In May of this year, a state appellate court issued a written opinion in a case involving the defendant’s motion to suppress evidence that he claimed was illegally obtained when a probation officer searched through his cell phone after he had been arrested for violating his probation. Ultimately, the court held that the search was reasonable and permissible because, in accepting probation, the defendant permitted warrantless searches of his property.
The Facts of the Case
According to the court’s opinion, in 2014, the defendant was on probation for an Arizona domestic violence offense. The defendant was placed on probation. As a part of his probationary sentence, the defendant signed a document outlining the conditions of probation. Condition 4 stated that the defendant consented to warrantless searches of his property.

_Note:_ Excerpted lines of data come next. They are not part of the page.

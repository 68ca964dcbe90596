//! Subprocess execution for the sync tool.

use std::collections::BTreeMap;
use std::path::Path;
use std::process::Command;

use serde::{Deserialize, Serialize};

use crate::error::{Error, Result};

/// Program, arguments and extra environment of the sync tool.
#[derive(Debug, Clone, PartialEq, Eq, Serialize, Deserialize)]
pub struct SyncCommand {
    pub program: String,
    #[serde(default)]
    pub args: Vec<String>,
    #[serde(default)]
    pub env: BTreeMap<String, String>,
}

impl Default for SyncCommand {
    fn default() -> Self {
        Self::new("vendir", ["sync"])
    }
}

impl SyncCommand {
    pub fn new<I, S>(program: impl Into<String>, args: I) -> Self
    where
        I: IntoIterator<Item = S>,
        S: Into<String>,
    {
        Self {
            program: program.into(),
            args: args.into_iter().map(Into::into).collect(),
            env: BTreeMap::new(),
        }
    }

    /// Build from an argv list such as `["vendir", "sync"]`.
    pub fn from_argv(argv: &[String]) -> Option<Self> {
        let (program, args) = argv.split_first()?;
        Some(Self::new(program.clone(), args.iter().cloned()))
    }

    pub fn with_env(mut self, key: impl Into<String>, value: impl Into<String>) -> Self {
        self.env.insert(key.into(), value.into());
        self
    }

    pub fn display(&self) -> String {
        std::iter::once(self.program.as_str())
            .chain(self.args.iter().map(String::as_str))
            .collect::<Vec<_>>()
            .join(" ")
    }
}

/// Captured result of a finished process.
#[derive(Debug, Clone, Default, PartialEq, Eq)]
pub struct CommandOutput {
    pub stdout: String,
    pub stderr: String,
    /// Exit code, `None` if the process was killed by a signal.
    pub status: Option<i32>,
}

impl CommandOutput {
    pub fn success(&self) -> bool {
        self.status == Some(0)
    }
}

/// Runs a command to completion in a working directory.
pub trait CommandRunner {
    fn run(&self, command: &SyncCommand, working_dir: &Path) -> Result<CommandOutput>;
}

/// Runs commands as real subprocesses.
#[derive(Debug, Default, Clone, Copy)]
pub struct ProcessRunner;

impl CommandRunner for ProcessRunner {
    fn run(&self, command: &SyncCommand, working_dir: &Path) -> Result<CommandOutput> {
        let mut cmd = Command::new(&command.program);
        cmd.current_dir(working_dir)
            .args(&command.args)
            .envs(&command.env);

        let output = cmd.output().map_err(|source| Error::Spawn {
            program: command.program.clone(),
            source,
        })?;

        Ok(CommandOutput {
            stdout: String::from_utf8_lossy(&output.stdout).to_string(),
            stderr: String::from_utf8_lossy(&output.stderr).to_string(),
            status: output.status.code(),
        })
    }
}
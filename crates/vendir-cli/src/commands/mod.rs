//! Command implementations for vendir-bot

pub mod check;
pub mod list;
pub mod update;

use std::path::Path;

use vendir_fs::{DirectorySource, LockRequirement, ManifestFiles, REQUIRED_FILES_MESSAGE, fetch_files};
use vendir_manifest::{DependencyRecord, FileParser};

use crate::config::BotConfig;
use crate::error::{CliError, Result};

pub use check::run_check;
pub use list::run_list;
pub use update::run_update;

/// Fetch the manifest pair from `dir`.
pub(crate) fn load_files(
    dir: &Path,
    config: &BotConfig,
    lock: LockRequirement,
) -> Result<ManifestFiles> {
    let source = DirectorySource::new(dir)?;
    tracing::debug!(root = %source.root().display(), "Reading dependency files");
    match fetch_files(&source, &config.fetch_options(lock)) {
        Err(vendir_fs::Error::FileNotFound { path }) if lock == LockRequirement::Required => Err(
            CliError::user(format!("{REQUIRED_FILES_MESSAGE}: {path} not found")),
        ),
        result => Ok(result?),
    }
}

pub(crate) fn parse_records(files: &ManifestFiles) -> Result<Vec<DependencyRecord>> {
    Ok(FileParser::new(files).parse()?)
}

/// Short form of a locked version: commit SHAs are cut to 12 characters.
pub(crate) fn short_version(version: Option<&str>) -> String {
    match version {
        Some(v) if vendir_resolve::looks_like_commit_sha(v) && v.len() > 12 => v[..12].to_string(),
        Some(v) => v.to_string(),
        None => "-".to_string(),
    }
}
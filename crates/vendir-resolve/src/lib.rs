//! Version resolution and update planning.
//!
//! A [`DependencyRecord`](vendir_manifest::DependencyRecord) is resolved
//! against a remote tag catalog by [`VersionResolver`], producing a new
//! record plus a [`VersionResolution`]. [`UpdatePlanner`] turns that into
//! the source specification to write back.
//!
//! The remote side is reached only through the [`TagCatalog`] and
//! [`CommitChecker`] traits.

pub mod catalog;
pub mod error;
pub mod planner;
pub mod resolver;
pub mod version;

#[cfg(test)]
mod test_support;

pub use catalog::{CommitChecker, RemoteTag, TagCandidate, TagCatalog, version_candidates};
pub use error::{Error, Result};
pub use planner::{PlannedUpdate, UpdatePlanner, source_details};
pub use resolver::{PinStyle, Resolved, ResolvedTarget, VersionResolution, VersionResolver};
pub use version::{VersionConstraint, looks_like_commit_sha, looks_like_version, parse_version};
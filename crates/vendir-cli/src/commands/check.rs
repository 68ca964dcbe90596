//! Check command implementation
//!
//! Resolves every dependency against its remote and reports what is
//! available, without touching any file.

use std::path::Path;

use colored::Colorize;
use serde_json::json;
use vendir_fs::LockRequirement;
use vendir_git::RemoteRepository;
use vendir_resolve::{Resolved, VersionResolver};

use super::{load_files, parse_records, short_version};
use crate::config::BotConfig;
use crate::error::Result;

pub fn run_check(dir: &Path, config: &BotConfig, json: bool) -> Result<()> {
    let files = load_files(dir, config, LockRequirement::Optional)?;
    let records = parse_records(&files)?;

    let remote = RemoteRepository::new();
    let resolver = VersionResolver::new(&remote, &remote);
    let resolved = records
        .iter()
        .map(|record| resolver.resolve(record))
        .collect::<std::result::Result<Vec<_>, _>>()?;

    if json {
        let entries: Vec<_> = resolved
            .iter()
            .map(|r| {
                json!({
                    "name": r.original.name,
                    "requirement": r.original.requirement(),
                    "current": r.resolution.current_version,
                    "latest": r.resolution.latest_version(),
                    "pin": r.resolution.pin,
                    "update_needed": r.resolution.update_needed,
                })
            })
            .collect();
        let pending = resolved.iter().filter(|r| r.resolution.update_needed).count();
        println!(
            "{}",
            serde_json::to_string_pretty(&json!({ "dependencies": entries, "updates": pending }))?
        );
        return Ok(());
    }

    print_report(&resolved);
    Ok(())
}

fn print_report(resolved: &[Resolved]) {
    let pending: Vec<&Resolved> = resolved.iter().filter(|r| r.resolution.update_needed).collect();
    if pending.is_empty() {
        println!("{} All dependencies are up to date.", "OK".green().bold());
        return;
    }

    println!("{} ({})", "Updates available".yellow().bold(), pending.len());
    println!();
    for r in pending {
        println!(
            "  {} {} -> {}",
            r.original.name.bold(),
            short_version(r.resolution.current_version.as_deref()).red(),
            short_version(r.resolution.latest_version().as_deref()).green()
        );
    }
}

Not long after the defendant was placed on probation, a woman called police, reporting that she believed the defendant and her 13-year-old daughter were involved in a relationship. A probation officer followed the defendant, and noticed that he committed several violations of his probation. The defendant was arrested and placed into a police vehicle. On the way to the police station, the probation officer searched through the defendant’s phone, finding messages between the defendant and the young girl.
In a pre-trial motion to suppress, the defendant argued that the search of his cell phone was illegal because the probation officer should have obtained a warrant. The trial court granted the defendant’s motion, and the prosecution appealed.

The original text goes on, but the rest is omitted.